Tomorrow, in the United States and Canada, it’s Groundhog Day. In weather lore, if a groundhog, also known as a woodchuck, marmot or ground squirrel, emerges from its burrow on this day and fails to see its shadow because the weather is cloudy, winter will soon end. If the groundhog sees its shadow, it will return into its burrow, and the winter will continue for six more weeks. Well, it’s cloudy today in Minnesota, but regardless of what the furry rodent sees or doesn’t see, there will be another six weeks of winter here! Maybe even another 10!
The weather in January was really deep freeze cold with actual temperatures at 10 and 20 below zero and with wind chills that dipped and stayed at -30. The corn stove did the best it could, but there were days it was just miserable and even being indoors was best spent bundled in layers, which sometimes included ski pants, gloves and winter hat. Today, we are at 10 degrees Fahrenheit and with no wind it feels quite nice when doing chores outside.
Ian fixed three burst pipes in the crawlspace area of the basement. These old copper pipes were not insulated and of course the basement itself is not heated. Ian replaced the lengths of pipe with a plastic pipe product called Pex. He’s also placed an electric space heater facing into the crawlspace and this has done the trick to keep our water from freezing. Ian also built a hutch around the water pump in the basement because its switches, which are mounted on an outside, un-insulated wall, kept freezing open and stopping the flow of water into the tank, which meant we didn’t have water then either – in the house or the barn. This hutch is also warmed with a small heater, and we have had no problems in recent days. I can’t imagine what a plumber’s bill would have been!
For the last two full weeks in January, I worked at the post office for
Helen while she was in Mexico on vacation. It was fun and I learned a
lot. Now I am back to my usual Saturday and Monday morning shift. I am called in once in a while when Helen has an appointment or just wants a day off. She’s been working with the postal service for decades – four, I think – so she’s got plenty of vacation time she can use.

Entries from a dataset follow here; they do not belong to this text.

//! Flat cell ids <-> (day, weight step, hour) coordinates.
//!
//! Ids are assigned row-major with the day varying slowest and the hour
//! fastest: `id = day * W * H + weight_step * H + hour`. The layout and the
//! inverse mapping both depend on that order.

use bevy_math::Vec3;
use chrono::{Days, NaiveDate};
use serde::{Deserialize, Serialize};

use crate::error::GridError;

#[derive(Clone, Copy, Hash, Eq, PartialEq, Ord, PartialOrd, Debug, Serialize, Deserialize)]
pub struct CellId(pub u32);

impl CellId {
    #[inline]
    pub const fn index(self) -> usize {
        self.0 as usize
    }
}

impl std::fmt::Display for CellId {
    fn fmt(&self, f: &mut std::fmt::Formatter<'_>) -> std::fmt::Result {
        write!(f, "#{}", self.0)
    }
}

#[derive(Clone, Copy, Debug, PartialEq, Eq, Hash, Serialize, Deserialize)]
pub struct CellCoordinate {
    pub day: u32,
    pub weight_step: u32,
    pub hour: u32,
}

impl CellCoordinate {
    pub const fn new(day: u32, weight_step: u32, hour: u32) -> Self {
        Self {
            day,
            weight_step,
            hour,
        }
    }
}

/// Display values derived from a coordinate.
#[derive(Clone, Copy, Debug, PartialEq)]
pub struct CellInfo {
    pub date: NaiveDate,
    /// Full precision; round only when formatting.
    pub weight: f64,
    pub hour: u32,
}

#[derive(Clone, Copy, Debug, PartialEq, Eq, Serialize, Deserialize)]
#[serde(default)]
pub struct GridDims {
    pub days: u32,
    pub weight_steps: u32,
    pub hours: u32,
}

impl Default for GridDims {
    fn default() -> Self {
        Self {
            days: 21,
            weight_steps: 50,
            hours: 24,
        }
    }
}

impl GridDims {
    pub const fn new(days: u32, weight_steps: u32, hours: u32) -> Self {
        Self {
            days,
            weight_steps,
            hours,
        }
    }

    /// Total number of cells, or `None` if it does not fit in a `u32`.
    pub fn checked_total(&self) -> Option<u32> {
        self.days
            .checked_mul(self.weight_steps)?
            .checked_mul(self.hours)
    }

    pub fn total(&self) -> u32 {
        self.days * self.weight_steps * self.hours
    }

    pub fn contains(&self, coord: CellCoordinate) -> bool {
        coord.day < self.days && coord.weight_step < self.weight_steps && coord.hour < self.hours
    }
}

#[derive(Clone, Debug, PartialEq)]
pub struct GridIndexer {
    dims: GridDims,
    base_date: NaiveDate,
    base_weight: f64,
    weight_step: f64,
}

impl GridIndexer {
    pub fn new(dims: GridDims, base_date: NaiveDate, base_weight: f64, weight_step: f64) -> Self {
        Self {
            dims,
            base_date,
            base_weight,
            weight_step,
        }
    }

    pub fn total(&self) -> u32 {
        self.dims.total()
    }

    pub fn to_id(&self, day: u32, weight_step: u32, hour: u32) -> Result<CellId, GridError> {
        let d = self.dims;
        if !d.contains(CellCoordinate::new(day, weight_step, hour)) {
            return Err(GridError::CoordinateOutOfRange {
                day,
                weight_step,
                hour,
                days: d.days,
                weight_steps: d.weight_steps,
                hours: d.hours,
            });
        }
        Ok(CellId(day * d.weight_steps * d.hours + weight_step * d.hours + hour))
    }

    pub fn coordinate_to_id(&self, coord: CellCoordinate) -> Result<CellId, GridError> {
        self.to_id(coord.day, coord.weight_step, coord.hour)
    }

    pub fn to_coordinate(&self, id: CellId) -> Result<CellCoordinate, GridError> {
        let total = self.total();
        if id.0 >= total {
            return Err(GridError::IdOutOfRange { id: id.0, total });
        }
        let plane = self.dims.weight_steps * self.dims.hours;
        Ok(CellCoordinate {
            day: id.0 / plane,
            weight_step: (id.0 % plane) / self.dims.hours,
            hour: id.0 % self.dims.hours,
        })
    }

    pub fn to_info(&self, coord: CellCoordinate) -> Result<CellInfo, GridError> {
        let date = self
            .base_date
            .checked_add_days(Days::new(u64::from(coord.day)))
            .ok_or(GridError::DateOutOfRange {
                base: self.base_date,
                day: coord.day,
            })?;
        Ok(CellInfo {
            date,
            weight: self.base_weight + f64::from(coord.weight_step) * self.weight_step,
            hour: coord.hour,
        })
    }

    /// Every cell in id order (day -> weight step -> hour), paired with its
    /// running id.
    pub fn cells(&self) -> impl Iterator<Item = (CellId, CellCoordinate)> + '_ {
        let GridDims {
            days,
            weight_steps,
            hours,
        } = self.dims;
        (0..days)
            .flat_map(move |day| {
                (0..weight_steps).flat_map(move |w| {
                    (0..hours).map(move |hour| CellCoordinate::new(day, w, hour))
                })
            })
            .enumerate()
            .map(|(i, coord)| (CellId(i as u32), coord))
    }
}

/// World-space centre of every cell, indexed by `CellId`.
#[derive(Clone, Debug, Default)]
pub struct CellLayout {
    positions: Vec<Vec3>,
}

impl CellLayout {
    pub fn build(indexer: &GridIndexer, spacing: f32) -> Self {
        let mut positions = Vec::with_capacity(indexer.total() as usize);
        for (id, coord) in indexer.cells() {
            debug_assert_eq!(id.index(), positions.len());
            positions.push(Self::position_of(coord, spacing));
        }
        Self { positions }
    }

    #[inline]
    pub fn position_of(coord: CellCoordinate, spacing: f32) -> Vec3 {
        Vec3::new(
            coord.day as f32,
            coord.weight_step as f32,
            coord.hour as f32,
        ) * spacing
    }

    pub fn position(&self, id: CellId) -> Option<Vec3> {
        self.positions.get(id.index()).copied()
    }

    pub fn len(&self) -> usize {
        self.positions.len()
    }

    pub fn is_empty(&self) -> bool {
        self.positions.is_empty()
    }

    pub fn iter(&self) -> impl Iterator<Item = (CellId, Vec3)> + '_ {
        self.positions
            .iter()
            .enumerate()
            .map(|(i, p)| (CellId(i as u32), *p))
    }
}

#[cfg(test)]
mod tests {
    use super::*;
    use std::collections::HashSet;

    fn indexer() -> GridIndexer {
        GridIndexer::new(
            GridDims::default(),
            NaiveDate::from_ymd_opt(2025, 12, 1).unwrap(),
            5.0,
            0.1,
        )
    }

    #[test]
    fn round_trips_every_id() {
        let ix = indexer();
        for i in 0..ix.total() {
            let coord = ix.to_coordinate(CellId(i)).unwrap();
            assert_eq!(ix.coordinate_to_id(coord).unwrap(), CellId(i));
        }
    }

    #[test]
    fn enumeration_covers_range_without_gaps() {
        let ix = indexer();
        let mut seen = HashSet::new();
        for (id, coord) in ix.cells() {
            assert!(seen.insert(id), "duplicate id {id}");
            assert_eq!(ix.coordinate_to_id(coord).unwrap(), id);
        }
        assert_eq!(seen.len(), 21 * 50 * 24);
        assert!((0..ix.total()).all(|i| seen.contains(&CellId(i))));
    }

    #[test]
    fn boundaries() {
        let ix = indexer();
        assert_eq!(
            ix.to_coordinate(CellId(0)).unwrap(),
            CellCoordinate::new(0, 0, 0)
        );
        assert_eq!(
            ix.to_coordinate(CellId(ix.total() - 1)).unwrap(),
            CellCoordinate::new(20, 49, 23)
        );
    }

    #[test]
    fn hour_varies_fastest() {
        let ix = indexer();
        assert_eq!(ix.to_id(0, 0, 1).unwrap(), CellId(1));
        assert_eq!(ix.to_id(0, 1, 0).unwrap(), CellId(24));
        assert_eq!(ix.to_id(1, 0, 0).unwrap(), CellId(1200));
    }

    #[test]
    fn rejects_out_of_range() {
        let ix = indexer();
        assert_eq!(
            ix.to_coordinate(CellId(25_200)),
            Err(GridError::IdOutOfRange {
                id: 25_200,
                total: 25_200
            })
        );
        assert!(matches!(
            ix.to_id(21, 0, 0),
            Err(GridError::CoordinateOutOfRange { day: 21, .. })
        ));
        assert!(ix.to_id(0, 50, 0).is_err());
        assert!(ix.to_id(0, 0, 24).is_err());
    }

    #[test]
    fn dates_offset_from_base() {
        let ix = indexer();
        let first = ix.to_info(ix.to_coordinate(CellId(0)).unwrap()).unwrap();
        assert_eq!(first.date, NaiveDate::from_ymd_opt(2025, 12, 1).unwrap());

        let day20 = ix.to_id(20, 0, 0).unwrap();
        let info = ix.to_info(ix.to_coordinate(day20).unwrap()).unwrap();
        assert_eq!(info.date, NaiveDate::from_ymd_opt(2025, 12, 21).unwrap());
    }

    #[test]
    fn weights_scale_linearly() {
        let ix = indexer();
        let lo = ix.to_info(CellCoordinate::new(0, 0, 0)).unwrap();
        let hi = ix.to_info(CellCoordinate::new(0, 49, 0)).unwrap();
        assert!((lo.weight - 5.0).abs() < 1e-9);
        assert!((hi.weight - 9.9).abs() < 1e-9);
        assert_eq!(format!("{:.1}", hi.weight), "9.9");
        for step in 0..50 {
            let w = ix.to_info(CellCoordinate::new(0, step, 0)).unwrap().weight;
            assert_eq!(format!("{:.1}", w), format!("{:.1}", 5.0 + step as f64 / 10.0));
        }
    }

    #[test]
    fn unrepresentable_date_is_an_error() {
        let ix = GridIndexer::new(GridDims::default(), NaiveDate::MAX, 5.0, 0.1);
        assert!(ix.to_info(ix.to_coordinate(CellId(0)).unwrap()).is_ok());
        let day1 = ix.to_coordinate(CellId(1200)).unwrap();
        assert_eq!(
            ix.to_info(day1),
            Err(GridError::DateOutOfRange {
                base: NaiveDate::MAX,
                day: 1
            })
        );
    }

    #[test]
    fn layout_follows_id_order() {
        let ix = indexer();
        let layout = CellLayout::build(&ix, 1.2);
        assert_eq!(layout.len(), 25_200);
        assert_eq!(layout.position(CellId(0)), Some(Vec3::ZERO));
        let id = ix.to_id(2, 3, 4).unwrap();
        let p = layout.position(id).unwrap();
        assert!((p - Vec3::new(2.4, 3.6, 4.8)).length() < 1e-5);
        assert_eq!(layout.position(CellId(25_200)), None);
    }

    #[test]
    fn checked_total_detects_overflow() {
        assert_eq!(GridDims::default().checked_total(), Some(25_200));
        assert_eq!(GridDims::new(u32::MAX, 2, 1).checked_total(), None);
    }
}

The horses we have here at the farm did very well during the cold
weather. They are quite fuzzy and well nourished. They have places to
get in out of the wind and they have access to 800 pound round bales of
hay and warmed 100-gallon tanks of water. With their shelter, food and
water needs being met, they’re quite hearty creatures.
Our stallion Legacys Renoir is in the southwestern United States in Scottsdale, Arizona acclimatizing to the warmer, drier weather that he will show in on the 15 and 23 of this month. Ian will show Renoir on the 15th in an amateur-owner-to-handle class (AOTH) and one week later our trainer Jerry Schall will show Renoir in the senior stallions open class. Ian, Lady and I are leaving for Scottsdale on Saturday, February 9. It’s 30+ hours of driving and we’ll stay on the show grounds in our trailer. Tina will take care of the horses, barn cats and chickens while we’re away. We will board our housecat Tiger at a local kennel. We plan to begin heading back to Minnesota on Sunday morning.
We’re starting to hear percolations of interest from real estate agents
in Spain regarding chalet number 11. For the English version, click on "English" in the top right-hand corner of the page, then click on the second hand listings and scrolled through to page 9 to Chalet Riofaro. We continue to pray this gets sold soon at its asking price.
I’d love to be going to Europe soon! We’ll see what the future holds!